TurnaroudnLevel.id_for_name(tuurnaround) is not hugely more convenient or readable than TurnaroundLevel.find_by(name: turnaround).try(:id), but I still deemed the benefit worth the extra namespace pollution. We already had the lookup data in memory anyway. This became even more true when I moved away from defining these methods in a closure (i.e. a block where I’m referring to variables defined outside the block) because I remain unsure of the overhead of keeping track of large arrays of data define outside a closure. I felt it cleaner and more object=oriented to use a class attribute to store the lookup values on the class itself. So now the root module looks as follows. You’ll notice I also started customizing the key field and adding some keyword arg options to the call to what is not simply called use_offline_lookup:

module OfflineLookup
  module ActiveRecord
    def use_offline_lookup(field = :name, key: :id, lookup_methods: true)
      class_attribute :offline_lookup_values, :offline_lookup_options
      self.offline_lookup_options = {field: field.to_s, key: key.to_s, lookup_methods: lookup_methods}.freeze
      self.offline_lookup_values = self.all.pluck(key, field).to_h.freeze

      include OfflineLookup::Base

OfflineLookup::Base is now free as its own module to define any methods it wants, and will have access to any of the class attributes defined in the call to use_offline_lookup.

When all the dust settled, I ended up with the following types of methods for each entry in the table:

  • :two_hour_id: return the id for the “Two Hour” TurnaroundLevel.
  • :two_hour: return the TurnaroundaroundLevel instance with name “Two Hour”
  • :two_hour? (instnace method): return true iff the TurnaroundLevel instance was “Two Hour”

This last one technically violates the gem name: I’m only storing the (id, name) pairs, so this method is not possible with a db lookup.
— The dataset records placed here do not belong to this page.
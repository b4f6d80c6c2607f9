//! Domain layer for the rehearse engine
//!
//! Graph, test and result models plus the port traits that adapters implement.

pub mod errors;
pub mod models;
pub mod ports;

pub use errors::{DomainError, DomainResult, LlmError};
//! Test results and metric scores.

use chrono::{DateTime, Utc};
use serde::{Deserialize, Serialize};
use serde_json::Value;
use uuid::Uuid;

use super::message::Message;

/// Lifecycle status of one test result.
///
/// `running` is the only non-terminal state; a result enters exactly one
/// terminal state exactly once.
#[derive(Debug, Clone, Copy, Default, PartialEq, Eq, Hash, Serialize, Deserialize)]
#[serde(rename_all = "lowercase")]
pub enum TestStatus {
    /// Placeholder state while the test executes.
    #[default]
    Running,
    /// Every metric passed.
    Pass,
    /// At least one metric failed.
    Fail,
    /// The test could not be executed or scored.
    Error,
    /// Cancelled before it started, or stopped by shutdown.
    Cancelled,
}

impl TestStatus {
    /// Lowercase label used in storage and on the wire.
    pub fn as_str(&self) -> &'static str {
        match self {
            Self::Running => "running",
            Self::Pass => "pass",
            Self::Fail => "fail",
            Self::Error => "error",
            Self::Cancelled => "cancelled",
        }
    }

    /// Parse a stored label. Accepts `passed`, `failed` and `canceled` spellings.
    #[allow(clippy::should_implement_trait)]
    pub fn from_str(s: &str) -> Option<Self> {
        match s.to_lowercase().as_str() {
            "running" => Some(Self::Running),
            "pass" | "passed" => Some(Self::Pass),
            "fail" | "failed" => Some(Self::Fail),
            "error" => Some(Self::Error),
            "cancelled" | "canceled" => Some(Self::Cancelled),
            _ => None,
        }
    }

    /// True for every status except `running`.
    pub fn is_terminal(&self) -> bool {
        !matches!(self, Self::Running)
    }

    /// Only `running` may move, and only to a terminal status.
    pub fn can_transition_to(&self, next: Self) -> bool {
        matches!(self, Self::Running) && next.is_terminal()
    }
}

/// Why a simulated conversation stopped.
#[derive(Debug, Clone, Copy, PartialEq, Eq, Serialize, Deserialize)]
#[serde(rename_all = "snake_case")]
pub enum EndReason {
    /// The agent invoked the end-call tool.
    AgentEndedCall,
    /// The simulator reported the scenario complete.
    SimulatorFinished,
    /// The turn limit was reached.
    MaxTurns,
    /// The per-test time limit expired.
    Timeout,
    /// The cancellation token tripped mid-conversation.
    Cancelled,
    /// A model or graph error stopped the conversation.
    Error,
}

impl EndReason {
    /// Snake_case label used in storage.
    pub fn as_str(&self) -> &'static str {
        match self {
            Self::AgentEndedCall => "agent_ended_call",
            Self::SimulatorFinished => "simulator_finished",
            Self::MaxTurns => "max_turns",
            Self::Timeout => "timeout",
            Self::Cancelled => "cancelled",
            Self::Error => "error",
        }
    }

    /// Parse a stored label.
    #[allow(clippy::should_implement_trait)]
    pub fn from_str(s: &str) -> Option<Self> {
        match s {
            "agent_ended_call" => Some(Self::AgentEndedCall),
            "simulator_finished" => Some(Self::SimulatorFinished),
            "max_turns" => Some(Self::MaxTurns),
            "timeout" => Some(Self::Timeout),
            "cancelled" => Some(Self::Cancelled),
            "error" => Some(Self::Error),
            _ => None,
        }
    }
}

/// Score for one metric of one test execution.
#[derive(Debug, Clone, PartialEq, Serialize, Deserialize)]
pub struct MetricResult {
    /// Metric name, or a rule label such as `includes: 7pm`.
    pub metric: String,
    /// Whether the metric passed.
    pub passed: bool,
    /// Judge score in [0, 1], when the judge gave one.
    #[serde(default, skip_serializing_if = "Option::is_none")]
    pub score: Option<f64>,
    /// Pass threshold the score was compared against.
    #[serde(default, skip_serializing_if = "Option::is_none")]
    pub threshold: Option<f64>,
    /// Judge's explanation.
    #[serde(default)]
    pub reasoning: String,
    /// Judge's confidence in the verdict.
    #[serde(default, skip_serializing_if = "Option::is_none")]
    pub confidence: Option<f64>,
}

impl MetricResult {
    /// Unscored result.
    pub fn new(metric: impl Into<String>, passed: bool, reasoning: impl Into<String>) -> Self {
        Self {
            metric: metric.into(),
            passed,
            score: None,
            threshold: None,
            reasoning: reasoning.into(),
            confidence: None,
        }
    }

    /// Attach a score.
    pub fn with_score(mut self, score: f64) -> Self {
        self.score = Some(score);
        self
    }

    /// Numeric value used when averaging scores: the score when present,
    /// otherwise 1.0 for a pass and 0.0 for a fail.
    pub fn effective_score(&self) -> f64 {
        self.score
            .unwrap_or(if self.passed { 1.0 } else { 0.0 })
    }
}

/// A tool invocation made by the agent during a test.
#[derive(Debug, Clone, PartialEq, Serialize, Deserialize)]
pub struct ToolCallRecord {
    /// Tool name as called by the agent.
    pub name: String,
    /// Arguments passed by the agent.
    #[serde(default)]
    pub arguments: Value,
    /// Node the agent was in when it made the call.
    #[serde(default, skip_serializing_if = "Option::is_none")]
    pub node_id: Option<String>,
}

/// What one test execution produced, before it is attached to a stored result.
#[derive(Debug, Clone, PartialEq, Serialize, Deserialize)]
pub struct TestOutcome {
    /// Terminal status.
    pub status: TestStatus,
    /// Full conversation, including tool results.
    pub transcript: Vec<Message>,
    /// Metric and rule scores, in evaluation order.
    pub metric_results: Vec<MetricResult>,
    /// Nodes entered, starting with the entry node.
    pub nodes_visited: Vec<String>,
    /// Tool calls in the order they were made.
    pub tools_called: Vec<ToolCallRecord>,
    /// Wall-clock duration of the execution.
    pub duration_ms: u64,
    /// Why the conversation stopped.
    pub end_reason: EndReason,
    /// Error text for `error` outcomes.
    #[serde(default, skip_serializing_if = "Option::is_none")]
    pub error_message: Option<String>,
}

impl TestOutcome {
    /// Metrics that did not pass.
    pub fn failed_metrics(&self) -> Vec<MetricResult> {
        self.metric_results
            .iter()
            .filter(|m| !m.passed)
            .cloned()
            .collect()
    }
}

/// The stored, scored outcome of one test case within a run.
#[derive(Debug, Clone, PartialEq, Serialize, Deserialize)]
pub struct TestResult {
    /// Result id, assigned when the placeholder is created.
    pub id: Uuid,
    /// Run this result belongs to.
    pub run_id: Uuid,
    /// Id of the test case that produced it.
    pub test_case_id: String,
    /// Test case name at the time of the run.
    pub test_name: String,
    /// Current status. Starts as `running`.
    pub status: TestStatus,
    /// Conversation so far. Updated after every turn.
    #[serde(default)]
    pub transcript: Vec<Message>,
    /// Metric and rule scores.
    #[serde(default)]
    pub metric_results: Vec<MetricResult>,
    /// Nodes entered, starting with the entry node.
    #[serde(default)]
    pub nodes_visited: Vec<String>,
    /// Tool calls the agent made.
    #[serde(default)]
    pub tools_called: Vec<ToolCallRecord>,
    /// Duration of the execution; 0 until it finishes.
    pub duration_ms: u64,
    /// Set once the result is terminal.
    #[serde(default, skip_serializing_if = "Option::is_none")]
    pub end_reason: Option<EndReason>,
    /// Error text for `error` results, and for orphaned runs.
    #[serde(default, skip_serializing_if = "Option::is_none")]
    pub error_message: Option<String>,
    /// When the placeholder was created.
    pub created_at: DateTime<Utc>,
    /// Last write to this result.
    pub updated_at: DateTime<Utc>,
}

impl TestResult {
    /// Empty `running` placeholder.
    pub fn pending(run_id: Uuid, test_case_id: impl Into<String>, test_name: impl Into<String>) -> Self {
        let now = Utc::now();
        Self {
            id: Uuid::new_v4(),
            run_id,
            test_case_id: test_case_id.into(),
            test_name: test_name.into(),
            status: TestStatus::Running,
            transcript: Vec::new(),
            metric_results: Vec::new(),
            nodes_visited: Vec::new(),
            tools_called: Vec::new(),
            duration_ms: 0,
            end_reason: None,
            error_message: None,
            created_at: now,
            updated_at: now,
        }
    }

    /// True once the result has left `running`.
    pub fn is_terminal(&self) -> bool {
        self.status.is_terminal()
    }

    /// Copy an execution outcome onto this result.
    pub fn apply_outcome(&mut self, outcome: &TestOutcome) {
        self.status = outcome.status;
        self.transcript.clone_from(&outcome.transcript);
        self.metric_results.clone_from(&outcome.metric_results);
        self.nodes_visited.clone_from(&outcome.nodes_visited);
        self.tools_called.clone_from(&outcome.tools_called);
        self.duration_ms = outcome.duration_ms;
        self.end_reason = Some(outcome.end_reason);
        self.error_message.clone_from(&outcome.error_message);
        self.updated_at = Utc::now();
    }
}

#[cfg(test)]
mod tests {
    use super::*;

    #[test]
    fn test_status_round_trip_and_terminality() {
        for status in [
            TestStatus::Running,
            TestStatus::Pass,
            TestStatus::Fail,
            TestStatus::Error,
            TestStatus::Cancelled,
        ] {
            assert_eq!(TestStatus::from_str(status.as_str()), Some(status));
        }
        assert!(!TestStatus::Running.is_terminal());
        assert!(TestStatus::Cancelled.is_terminal());
        assert_eq!(TestStatus::from_str("canceled"), Some(TestStatus::Cancelled));
    }

    #[test]
    fn test_only_running_can_transition() {
        assert!(TestStatus::Running.can_transition_to(TestStatus::Pass));
        assert!(!TestStatus::Running.can_transition_to(TestStatus::Running));
        assert!(!TestStatus::Pass.can_transition_to(TestStatus::Error));
        assert!(!TestStatus::Cancelled.can_transition_to(TestStatus::Pass));
    }

    #[test]
    fn test_effective_score() {
        assert!((MetricResult::new("m", true, "").effective_score() - 1.0).abs() < f64::EPSILON);
        assert!(MetricResult::new("m", false, "").effective_score().abs() < f64::EPSILON);
        let scored = MetricResult::new("m", false, "").with_score(0.4);
        assert!((scored.effective_score() - 0.4).abs() < f64::EPSILON);
    }

    #[test]
    fn test_apply_outcome() {
        let mut result = TestResult::pending(Uuid::new_v4(), "t1", "first");
        let outcome = TestOutcome {
            status: TestStatus::Fail,
            transcript: vec![Message::user("hi")],
            metric_results: vec![MetricResult::new("m", false, "no")],
            nodes_visited: vec!["a".into()],
            tools_called: vec![],
            duration_ms: 12,
            end_reason: EndReason::MaxTurns,
            error_message: None,
        };
        result.apply_outcome(&outcome);
        assert_eq!(result.status, TestStatus::Fail);
        assert_eq!(result.end_reason, Some(EndReason::MaxTurns));
        assert_eq!(result.transcript.len(), 1);
        assert_eq!(outcome.failed_metrics().len(), 1);
    }
}
//! Logging settings derived from the `logging` config section.

use std::path::PathBuf;

use serde::{Deserialize, Serialize};

use crate::domain::models::LoggingConfig;

/// Logging configuration
#[derive(Debug, Clone, Serialize, Deserialize)]
pub struct LogConfig {
    /// Log level (trace, debug, info, warn, error)
    pub level: String,

    /// Console format (json, pretty)
    pub format: LogFormat,

    /// Directory for log files; console only when unset
    pub log_dir: Option<PathBuf>,

    /// Log rotation policy
    pub rotation: RotationPolicy,
}

/// Console output format
#[derive(Debug, Clone, Copy, Default, Serialize, Deserialize, PartialEq, Eq)]
#[serde(rename_all = "lowercase")]
pub enum LogFormat {
    /// Single-line JSON records
    Json,
    /// Compact human-readable lines
    #[default]
    Pretty,
}

/// How often the log file rolls over
#[derive(Debug, Clone, Copy, Default, Serialize, Deserialize, PartialEq, Eq)]
#[serde(rename_all = "lowercase")]
pub enum RotationPolicy {
    /// New file each day
    #[default]
    Daily,
    /// New file each hour
    Hourly,
    /// Single file, never rotated
    Never,
}

impl Default for LogConfig {
    fn default() -> Self {
        Self::from(&LoggingConfig::default())
    }
}

impl From<&LoggingConfig> for LogConfig {
    /// Unknown names fall back to the defaults; `ConfigLoader::validate` rejects them earlier.
    fn from(config: &LoggingConfig) -> Self {
        let format = match config.format.as_str() {
            "json" => LogFormat::Json,
            _ => LogFormat::Pretty,
        };
        let rotation = match config.rotation.as_str() {
            "hourly" => RotationPolicy::Hourly,
            "never" => RotationPolicy::Never,
            _ => RotationPolicy::Daily,
        };
        Self {
            level: config.level.clone(),
            format,
            log_dir: config.log_dir.clone(),
            rotation,
        }
    }
}

impl LogConfig {
    /// Raise the level to `debug` when the CLI asks for verbose output.
    pub fn verbose(mut self, verbose: bool) -> Self {
        if verbose {
            self.level = "debug".to_string();
        }
        self
    }
}
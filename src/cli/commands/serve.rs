//! `rehearse serve`: expose one agent over HTTP and WebSocket.

use std::path::PathBuf;
use std::process::ExitCode;
use std::sync::Arc;

use anyhow::{Context, Result};
use clap::Args;

use crate::adapters::http::{AppState, HttpServer};
use crate::cli::context::{build_runner, open_orchestrator, ModelMode};
use crate::domain::models::{AgentDefinition, Config, TestCase};

#[derive(Args, Debug)]
pub struct ServeArgs {
    /// Agent definition file (JSON or YAML)
    pub agent: PathBuf,

    /// Test suite used when a start request names tests without sending them
    #[arg(long = "tests", value_name = "PATH")]
    pub suite: Option<PathBuf>,

    /// Address to bind (overrides server.host)
    #[arg(long)]
    pub host: Option<String>,

    /// Port to bind (overrides server.port)
    #[arg(short, long)]
    pub port: Option<u16>,

    /// Use the scripted backend instead of calling the model API
    #[arg(long)]
    pub dry_run: bool,
}

/// Serve the agent until ctrl-c, then interrupt in-flight tests.
pub async fn execute(args: ServeArgs, config: Config) -> Result<ExitCode> {
    let agent = AgentDefinition::load(&args.agent)
        .with_context(|| format!("Failed to load agent from {}", args.agent.display()))?;
    let suite = match &args.suite {
        Some(path) => TestCase::load_many(path)
            .with_context(|| format!("Failed to load tests from {}", path.display()))?,
        None => Vec::new(),
    };

    let mut server_config = config.server.clone();
    if let Some(host) = args.host {
        server_config.host = host;
    }
    if let Some(port) = args.port {
        server_config.port = port;
    }

    let mode = if args.dry_run {
        ModelMode::DryRun
    } else {
        ModelMode::Live
    };
    let runner = build_runner(&config, mode)?;
    let orchestrator = open_orchestrator(&config, runner).await?;

    let state = AppState {
        orchestrator: Arc::new(orchestrator),
        agent: Arc::new(agent),
        suite,
        defaults: config.run_options(),
    };
    let server = HttpServer::new(server_config, state);
    let address = server.address().context("Invalid server address")?;
    eprintln!("Serving on http://{address} (Ctrl-C to stop)");

    server
        .serve_with_shutdown(async {
            let _ = tokio::signal::ctrl_c().await;
        })
        .await
        .map_err(|err| anyhow::anyhow!(err))
        .context("HTTP server failed")?;

    Ok(ExitCode::SUCCESS)
}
The alternative is to store the full objects in memory, but I’d rather not. And the convenience of having TurnaroundLevel.two_hour was in keeping with the spirit of the gem.

As we saw above, we also had two extra methods where you could pass in the lookup values as args:

  • :name_for_id(id): return the name for the given id.
  • :id_for_name(name): return the id for the given name.